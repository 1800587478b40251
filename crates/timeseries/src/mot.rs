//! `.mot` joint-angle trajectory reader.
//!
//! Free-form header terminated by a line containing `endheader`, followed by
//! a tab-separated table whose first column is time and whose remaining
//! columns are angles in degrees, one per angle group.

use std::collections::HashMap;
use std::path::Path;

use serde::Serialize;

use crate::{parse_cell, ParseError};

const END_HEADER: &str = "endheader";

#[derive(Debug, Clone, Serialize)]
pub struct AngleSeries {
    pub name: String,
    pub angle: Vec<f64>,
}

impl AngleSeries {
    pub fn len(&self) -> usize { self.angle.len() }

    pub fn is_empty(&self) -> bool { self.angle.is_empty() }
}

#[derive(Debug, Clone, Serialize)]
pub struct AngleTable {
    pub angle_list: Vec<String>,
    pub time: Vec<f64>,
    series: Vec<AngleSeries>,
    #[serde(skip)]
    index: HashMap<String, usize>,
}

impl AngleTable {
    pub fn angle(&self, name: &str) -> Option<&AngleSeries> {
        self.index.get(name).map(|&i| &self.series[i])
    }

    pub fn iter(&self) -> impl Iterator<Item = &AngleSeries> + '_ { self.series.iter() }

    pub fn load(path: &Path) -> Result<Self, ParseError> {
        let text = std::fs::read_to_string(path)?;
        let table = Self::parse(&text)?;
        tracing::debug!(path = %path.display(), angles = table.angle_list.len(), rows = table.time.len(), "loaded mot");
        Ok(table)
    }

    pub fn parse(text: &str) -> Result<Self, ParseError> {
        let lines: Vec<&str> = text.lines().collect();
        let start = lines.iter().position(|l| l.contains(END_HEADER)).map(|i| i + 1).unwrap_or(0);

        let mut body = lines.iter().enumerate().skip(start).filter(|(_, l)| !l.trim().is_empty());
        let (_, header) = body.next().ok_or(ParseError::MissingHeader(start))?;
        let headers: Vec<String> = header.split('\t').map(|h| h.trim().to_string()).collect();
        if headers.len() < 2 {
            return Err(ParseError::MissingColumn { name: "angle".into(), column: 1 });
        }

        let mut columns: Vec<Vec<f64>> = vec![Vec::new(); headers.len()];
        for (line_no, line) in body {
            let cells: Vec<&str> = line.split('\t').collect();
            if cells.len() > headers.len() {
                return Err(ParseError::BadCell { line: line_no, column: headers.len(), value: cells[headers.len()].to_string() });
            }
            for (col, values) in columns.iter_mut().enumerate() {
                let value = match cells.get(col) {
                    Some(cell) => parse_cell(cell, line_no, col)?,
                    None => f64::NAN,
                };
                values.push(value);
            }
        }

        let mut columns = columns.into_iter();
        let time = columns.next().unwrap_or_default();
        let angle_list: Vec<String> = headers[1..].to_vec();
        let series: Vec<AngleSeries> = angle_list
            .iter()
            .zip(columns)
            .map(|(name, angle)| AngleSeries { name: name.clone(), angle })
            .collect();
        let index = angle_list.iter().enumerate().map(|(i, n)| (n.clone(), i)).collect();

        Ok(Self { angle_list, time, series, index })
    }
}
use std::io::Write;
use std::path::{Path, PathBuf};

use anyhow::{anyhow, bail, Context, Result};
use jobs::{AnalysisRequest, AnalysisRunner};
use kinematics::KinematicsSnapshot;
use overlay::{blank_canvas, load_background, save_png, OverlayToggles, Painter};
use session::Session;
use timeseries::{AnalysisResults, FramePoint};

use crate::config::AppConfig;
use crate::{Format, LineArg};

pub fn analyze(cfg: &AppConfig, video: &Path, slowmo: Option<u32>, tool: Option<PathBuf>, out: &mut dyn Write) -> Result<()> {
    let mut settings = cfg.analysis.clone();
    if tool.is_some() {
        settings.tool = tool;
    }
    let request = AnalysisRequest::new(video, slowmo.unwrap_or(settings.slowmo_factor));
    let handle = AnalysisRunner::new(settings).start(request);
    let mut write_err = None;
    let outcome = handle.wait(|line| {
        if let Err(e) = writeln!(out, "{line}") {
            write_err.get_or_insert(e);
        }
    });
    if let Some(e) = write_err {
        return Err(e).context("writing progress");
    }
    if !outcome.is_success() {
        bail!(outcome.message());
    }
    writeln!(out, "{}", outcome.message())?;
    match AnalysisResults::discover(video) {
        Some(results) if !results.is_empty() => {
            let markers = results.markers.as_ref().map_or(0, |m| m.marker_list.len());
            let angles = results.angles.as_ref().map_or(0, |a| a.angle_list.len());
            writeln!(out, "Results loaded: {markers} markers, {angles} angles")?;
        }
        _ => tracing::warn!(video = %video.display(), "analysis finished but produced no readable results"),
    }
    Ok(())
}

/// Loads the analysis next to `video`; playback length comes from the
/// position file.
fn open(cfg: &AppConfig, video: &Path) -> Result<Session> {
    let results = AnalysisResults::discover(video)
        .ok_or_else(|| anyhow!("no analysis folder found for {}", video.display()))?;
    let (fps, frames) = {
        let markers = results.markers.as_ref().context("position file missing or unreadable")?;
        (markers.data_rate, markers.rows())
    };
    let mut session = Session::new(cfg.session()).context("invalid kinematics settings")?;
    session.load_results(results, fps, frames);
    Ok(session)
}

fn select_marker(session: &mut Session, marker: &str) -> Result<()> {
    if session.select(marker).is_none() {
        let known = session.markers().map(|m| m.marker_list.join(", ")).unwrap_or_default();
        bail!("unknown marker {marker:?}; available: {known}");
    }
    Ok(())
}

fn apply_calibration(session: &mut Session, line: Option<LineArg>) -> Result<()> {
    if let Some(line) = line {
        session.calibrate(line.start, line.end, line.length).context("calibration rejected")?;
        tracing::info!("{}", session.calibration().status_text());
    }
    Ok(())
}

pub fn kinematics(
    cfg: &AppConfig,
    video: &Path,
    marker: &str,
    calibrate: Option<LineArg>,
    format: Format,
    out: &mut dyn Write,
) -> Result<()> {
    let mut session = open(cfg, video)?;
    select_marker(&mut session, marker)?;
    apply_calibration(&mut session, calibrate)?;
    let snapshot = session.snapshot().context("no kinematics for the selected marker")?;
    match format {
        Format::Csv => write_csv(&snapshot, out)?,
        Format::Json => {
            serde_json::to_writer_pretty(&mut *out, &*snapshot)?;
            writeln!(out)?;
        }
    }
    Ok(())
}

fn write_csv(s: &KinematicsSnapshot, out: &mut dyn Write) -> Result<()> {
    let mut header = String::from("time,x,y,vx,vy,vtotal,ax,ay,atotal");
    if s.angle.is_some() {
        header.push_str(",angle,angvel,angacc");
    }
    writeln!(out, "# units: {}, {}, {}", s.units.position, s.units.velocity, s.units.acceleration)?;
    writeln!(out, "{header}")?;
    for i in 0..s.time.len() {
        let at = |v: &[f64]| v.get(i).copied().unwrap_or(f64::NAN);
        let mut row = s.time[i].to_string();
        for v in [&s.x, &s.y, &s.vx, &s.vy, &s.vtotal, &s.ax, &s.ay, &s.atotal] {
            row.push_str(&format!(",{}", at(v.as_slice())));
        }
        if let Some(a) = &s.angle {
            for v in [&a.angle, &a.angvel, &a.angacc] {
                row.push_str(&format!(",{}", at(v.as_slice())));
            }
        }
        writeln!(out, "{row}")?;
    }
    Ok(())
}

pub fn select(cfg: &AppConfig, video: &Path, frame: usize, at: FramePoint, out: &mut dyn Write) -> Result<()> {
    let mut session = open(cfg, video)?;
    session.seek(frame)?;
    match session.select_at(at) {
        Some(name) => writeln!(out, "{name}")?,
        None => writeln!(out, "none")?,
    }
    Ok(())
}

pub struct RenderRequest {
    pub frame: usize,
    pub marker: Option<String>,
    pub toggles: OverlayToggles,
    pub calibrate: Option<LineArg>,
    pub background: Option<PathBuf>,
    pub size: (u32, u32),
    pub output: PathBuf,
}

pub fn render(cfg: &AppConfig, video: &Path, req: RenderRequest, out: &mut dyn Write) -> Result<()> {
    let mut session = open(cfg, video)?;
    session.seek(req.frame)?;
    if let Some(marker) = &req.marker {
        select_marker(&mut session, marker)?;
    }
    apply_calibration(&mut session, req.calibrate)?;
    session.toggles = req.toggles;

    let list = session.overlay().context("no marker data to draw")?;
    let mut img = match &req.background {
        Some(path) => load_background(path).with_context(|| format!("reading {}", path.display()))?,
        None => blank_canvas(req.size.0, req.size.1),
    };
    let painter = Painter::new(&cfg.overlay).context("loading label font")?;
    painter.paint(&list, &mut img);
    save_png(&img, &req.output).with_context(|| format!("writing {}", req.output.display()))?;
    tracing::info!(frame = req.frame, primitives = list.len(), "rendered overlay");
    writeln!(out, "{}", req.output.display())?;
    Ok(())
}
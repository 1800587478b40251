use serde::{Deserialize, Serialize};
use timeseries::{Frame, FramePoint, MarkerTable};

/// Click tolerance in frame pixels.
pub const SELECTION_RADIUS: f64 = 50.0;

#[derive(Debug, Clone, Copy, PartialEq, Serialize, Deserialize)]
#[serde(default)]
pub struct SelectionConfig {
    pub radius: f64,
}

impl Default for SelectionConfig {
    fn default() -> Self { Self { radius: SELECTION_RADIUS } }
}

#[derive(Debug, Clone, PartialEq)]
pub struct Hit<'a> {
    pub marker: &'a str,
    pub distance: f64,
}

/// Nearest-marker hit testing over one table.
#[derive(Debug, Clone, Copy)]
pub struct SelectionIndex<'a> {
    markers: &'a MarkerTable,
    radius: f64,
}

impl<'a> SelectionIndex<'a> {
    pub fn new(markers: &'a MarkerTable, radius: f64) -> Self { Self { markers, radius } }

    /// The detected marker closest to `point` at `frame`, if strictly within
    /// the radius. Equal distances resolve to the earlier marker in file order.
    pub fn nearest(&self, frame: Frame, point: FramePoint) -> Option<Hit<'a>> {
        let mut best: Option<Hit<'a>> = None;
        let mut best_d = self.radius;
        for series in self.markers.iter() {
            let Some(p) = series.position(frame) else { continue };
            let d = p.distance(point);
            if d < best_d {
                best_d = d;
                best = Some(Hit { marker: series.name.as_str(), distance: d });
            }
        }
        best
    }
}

▶ TASK PROMPT:
Return a copy of every line in the records that includes the string "AngleSeries".

▶ RESULT:
pub struct AngleSeries {
impl AngleSeries {
    series: Vec<AngleSeries>,
    pub fn angle(&self, name: &str) -> Option<&AngleSeries> {
    pub fn iter(&self) -> impl Iterator<Item = &AngleSeries> + '_ { self.series.iter() }
        let series: Vec<AngleSeries> = angle_list
            .map(|(name, angle)| AngleSeries { name: name.clone(), angle })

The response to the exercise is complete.